__Assigned task__
In the listing below, count every line that contains "meta". Give nothing but the number.

Segment Open

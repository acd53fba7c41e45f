// File: crates/plot2d/tests/smoke.rs
// Purpose: End-to-end render smoke tests covering every chart style.

use plot2d::{Figure, Plot2d, RenderOptions};

fn sample_xy() -> (Vec<f64>, Vec<f64>) {
    (
        vec![0.0, 1.0, 2.0, 3.0, 4.0],
        vec![0.0, 2.0, 1.0, 3.5, 2.5],
    )
}

fn opts() -> RenderOptions {
    let mut opts = RenderOptions::default();
    opts.draw_labels = false; // avoid text nondeterminism across platforms
    opts
}

#[test]
fn render_smoke_png() {
    let (x, y) = sample_xy();
    let mut figure = Figure::new(Plot2d::line(x, y)).with_labels("X", "Y");
    figure.fit_limits().expect("non-empty data");

    let out = std::path::PathBuf::from("target/test_out/smoke.png");
    figure.render_to_png(&opts(), &out).expect("render should succeed");
    let meta = std::fs::metadata(&out).expect("output exists");
    assert!(meta.len() > 0, "png should be non-empty");

    // Also verify in-memory API works
    let bytes = figure.render_to_png_bytes(&opts()).expect("render bytes");
    assert!(bytes.starts_with(&[137, 80, 78, 71]), "should be PNG header");
}

#[test]
fn every_style_renders() {
    let (x, y) = sample_xy();
    let plots = vec![
        Plot2d::points(x.clone(), y.clone()),
        Plot2d::line(x.clone(), y.clone()).with_legend("series A"),
        Plot2d::points_with_errors(
            x.clone(),
            y.clone(),
            vec![0.1; x.len()],
            vec![0.2; x.len()],
        )
        .expect("matching error lengths"),
        Plot2d::scatter(x, y),
    ];

    for plot in plots {
        let mut figure = Figure::new(plot);
        figure.fit_limits().expect("non-empty data");
        let bytes = figure.render_to_png_bytes(&opts()).expect("render bytes");
        assert!(bytes.starts_with(&[137, 80, 78, 71]));
    }
}

#[test]
fn tight_insets_collapse_without_labels() {
    let (x, y) = sample_xy();
    let labelled = Figure::new(Plot2d::line(x.clone(), y.clone())).with_labels("X", "Y");
    let bare = Figure::new(Plot2d::line(x, y));

    let full = labelled.tight_insets();
    let tight = bare.tight_insets();
    assert!(tight.left < full.left);
    assert!(tight.bottom < full.bottom);

    let mut opts = opts();
    opts.insets = tight;
    let mut figure = bare;
    figure.fit_limits().expect("non-empty data");
    figure.render_to_png_bytes(&opts).expect("render with tight insets");
}

#[test]
fn single_point_renders() {
    // A one-point line degenerates to nothing drawable but must not fail.
    let mut figure = Figure::new(Plot2d::line(vec![1.0], vec![2.0]));
    figure.fit_limits().expect("one element is enough");
    figure.render_to_png_bytes(&opts()).expect("render bytes");
}
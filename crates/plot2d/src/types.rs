// File: crates/plot2d/src/types.rs
// Summary: Shared types and constants (sizes, paddings).

/// Default surface width in pixels.
pub const WIDTH: i32 = 1024;
/// Default surface height in pixels.
pub const HEIGHT: i32 = 640;

/// Screen margins, in pixels.
/// Contract: all fields are non-negative.
#[derive(Clone, Copy, Debug, PartialEq, Eq)]
pub struct Insets {
    pub left: u32,
    pub right: u32,
    pub top: u32,
    pub bottom: u32,
}

impl Insets {
    /// Create new insets (non-negative by type).
    pub const fn new(left: u32, right: u32, top: u32, bottom: u32) -> Self {
        Self { left, right, top, bottom }
    }
    /// Total horizontal inset (left + right).
    pub const fn hsum(&self) -> u32 { self.left + self.right }
    /// Total vertical inset (top + bottom).
    pub const fn vsum(&self) -> u32 { self.top + self.bottom }

    /// Margins auto-adjusted to label presence: label gutters collapse to a
    /// small frame padding when there is no text to place in them.
    pub const fn tight(has_xlabel: bool, has_ylabel: bool) -> Self {
        Self::new(
            if has_ylabel { 72 } else { 28 },
            24,
            24,
            if has_xlabel { 56 } else { 28 },
        )
    }
}

impl Default for Insets {
    fn default() -> Self {
        Self::new(72, 24, 24, 56)
    }
}
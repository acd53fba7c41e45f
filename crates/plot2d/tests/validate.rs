// File: crates/plot2d/tests/validate.rs
// Purpose: Length validation at construction (error bars) and at render (x/y).

use plot2d::{Figure, Plot2d, PlotError, RenderOptions};

#[test]
fn error_bars_require_matching_lengths() {
    let err = Plot2d::points_with_errors(
        vec![1.0, 2.0, 3.0],
        vec![1.0, 2.0, 3.0],
        vec![0.1, 0.1], // short
        vec![0.1, 0.1, 0.1],
    )
    .expect_err("short xerr must fail");
    assert_eq!(
        err,
        PlotError::LengthMismatch { what: "xerr", expected: 3, got: 2 }
    );

    let err = Plot2d::points_with_errors(
        vec![1.0, 2.0, 3.0],
        vec![1.0, 2.0, 3.0],
        vec![0.1, 0.1, 0.1],
        vec![0.1],
    )
    .expect_err("short yerr must fail");
    assert_eq!(
        err,
        PlotError::LengthMismatch { what: "yerr", expected: 3, got: 1 }
    );
}

#[test]
fn error_bars_with_matching_lengths_render() {
    let plot = Plot2d::points_with_errors(
        vec![1.0, 2.0, 3.0],
        vec![1.0, 2.0, 3.0],
        vec![0.2, 0.2, 0.2],
        vec![0.3, 0.3, 0.3],
    )
    .expect("matching lengths");
    let mut figure = Figure::new(plot);
    figure.fit_limits().expect("non-empty data");

    let mut opts = RenderOptions::default();
    opts.draw_labels = false;
    figure.render_to_png_bytes(&opts).expect("render bytes");
}

#[test]
fn mismatched_xy_fails_at_render() {
    let figure = Figure::new(Plot2d::points(vec![1.0, 2.0, 3.0], vec![1.0, 2.0]));
    let mut opts = RenderOptions::default();
    opts.draw_labels = false;
    let err = figure.render_to_png_bytes(&opts).expect_err("mismatch must fail");
    let plot_err = err.downcast::<PlotError>().expect("typed validation error");
    assert_eq!(
        plot_err,
        PlotError::LengthMismatch { what: "y", expected: 3, got: 2 }
    );
}
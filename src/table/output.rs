//! Conversion of exposure profiles into an Arrow table
//!
//! Profiles are flattened into row structs and serialized with serde_arrow
//! against a fixed schema, so placeholder-only batches keep the same column
//! types as computed ones. Columns are then renamed to the
//! `{param}_{statistic}` convention.

use std::sync::Arc;

use arrow::datatypes::{DataType, Field, FieldRef, Schema};
use arrow::record_batch::RecordBatch;
use serde::Serialize;

use super::convert::PERSON_ID;
use crate::config::{BAND_COUNT, SeverityBands};
use crate::error::Result;
use crate::models::{ExposureProfile, ProfileType};

#[derive(Debug, Serialize)]
struct AqiProfileRow {
    person_id: Option<String>,
    all_time_mean_raw_value: Option<f64>,
    all_time_mean_aqi: Option<f64>,
    mean_raw_value: Option<f64>,
    mean_aqi: Option<f64>,
    band_0_days: Option<u32>,
    band_1_days: Option<u32>,
    band_2_days: Option<u32>,
    band_3_days: Option<u32>,
    band_4_days: Option<u32>,
    band_5_days: Option<u32>,
    measured_days_before_dx: Option<u32>,
    total_measured_days: Option<u32>,
    total_dx_days: Option<i64>,
    data_coverage: Option<f64>,
}

impl From<&ExposureProfile> for AqiProfileRow {
    fn from(profile: &ExposureProfile) -> Self {
        let summary = profile.aqi();
        let band = |i: usize| summary.and_then(|s| s.bands.get(i));
        Self {
            person_id: profile.person_id().map(str::to_string),
            all_time_mean_raw_value: summary.and_then(|s| s.all_time_mean_raw_value),
            all_time_mean_aqi: summary.map(|s| s.all_time_mean_aqi),
            mean_raw_value: summary.and_then(|s| s.mean_raw_value),
            mean_aqi: summary.map(|s| s.mean_aqi),
            band_0_days: band(0),
            band_1_days: band(1),
            band_2_days: band(2),
            band_3_days: band(3),
            band_4_days: band(4),
            band_5_days: band(5),
            measured_days_before_dx: summary.map(|s| s.coverage.measured_days_before_dx),
            total_measured_days: summary.map(|s| s.coverage.total_measured_days),
            total_dx_days: summary.map(|s| s.coverage.total_dx_days),
            data_coverage: summary.and_then(|s| s.coverage.data_coverage),
        }
    }
}

#[derive(Debug, Serialize)]
struct RatioProfileRow {
    person_id: Option<String>,
    aqi_ratio: Option<f64>,
}

impl From<&ExposureProfile> for RatioProfileRow {
    fn from(profile: &ExposureProfile) -> Self {
        Self {
            person_id: profile.person_id().map(str::to_string),
            aqi_ratio: profile.ratio(),
        }
    }
}

fn aqi_row_fields() -> Vec<Field> {
    let mut fields = vec![
        Field::new(PERSON_ID, DataType::Utf8, true),
        Field::new("all_time_mean_raw_value", DataType::Float64, true),
        Field::new("all_time_mean_aqi", DataType::Float64, true),
        Field::new("mean_raw_value", DataType::Float64, true),
        Field::new("mean_aqi", DataType::Float64, true),
    ];
    fields.extend((0..BAND_COUNT).map(|i| Field::new(format!("band_{i}_days"), DataType::UInt32, true)));
    fields.extend([
        Field::new("measured_days_before_dx", DataType::UInt32, true),
        Field::new("total_measured_days", DataType::UInt32, true),
        Field::new("total_dx_days", DataType::Int64, true),
        Field::new("data_coverage", DataType::Float64, true),
    ]);
    fields
}

fn ratio_row_fields() -> Vec<Field> {
    vec![
        Field::new(PERSON_ID, DataType::Utf8, true),
        Field::new("aqi_ratio", DataType::Float64, true),
    ]
}

/// Output column name for a row field
fn output_name(param_name: &str, field: &str, labels: &[String; BAND_COUNT]) -> String {
    if field == PERSON_ID {
        return field.to_string();
    }
    let band = field
        .strip_prefix("band_")
        .and_then(|rest| rest.strip_suffix("_days"))
        .and_then(|i| i.parse::<usize>().ok())
        .and_then(|i| labels.get(i));
    match band {
        Some(label) => format!("{param_name}_aqi_{label}_days"),
        None => format!("{param_name}_{field}"),
    }
}

/// Output column names, in order, for a parameter and profile type
#[must_use]
pub fn profile_column_names(
    param_name: &str,
    profile_type: ProfileType,
    bands: &SeverityBands,
) -> Vec<String> {
    let labels = bands.labels();
    let fields = match profile_type {
        ProfileType::Aqi => aqi_row_fields(),
        ProfileType::Ratio { .. } => ratio_row_fields(),
    };
    fields
        .iter()
        .map(|f| output_name(param_name, f.name(), &labels))
        .collect()
}

/// Build the profile table, one row per profile in the given order
pub fn profiles_to_batch(
    profiles: &[ExposureProfile],
    param_name: &str,
    profile_type: ProfileType,
    bands: &SeverityBands,
) -> Result<RecordBatch> {
    let (fields, batch) = match profile_type {
        ProfileType::Aqi => {
            let fields: Vec<FieldRef> = aqi_row_fields().into_iter().map(Arc::new).collect();
            let rows: Vec<AqiProfileRow> = profiles.iter().map(AqiProfileRow::from).collect();
            let batch = serde_arrow::to_record_batch(&fields, &rows)?;
            (fields, batch)
        }
        ProfileType::Ratio { .. } => {
            let fields: Vec<FieldRef> = ratio_row_fields().into_iter().map(Arc::new).collect();
            let rows: Vec<RatioProfileRow> = profiles.iter().map(RatioProfileRow::from).collect();
            let batch = serde_arrow::to_record_batch(&fields, &rows)?;
            (fields, batch)
        }
    };

    let labels = bands.labels();
    let renamed: Vec<Field> = fields
        .iter()
        .map(|f| {
            Field::new(
                output_name(param_name, f.name(), &labels),
                f.data_type().clone(),
                f.is_nullable(),
            )
        })
        .collect();

    Ok(RecordBatch::try_new(
        Arc::new(Schema::new(renamed)),
        batch.columns().to_vec(),
    )?)
}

Segment Closed

__Task answer__
2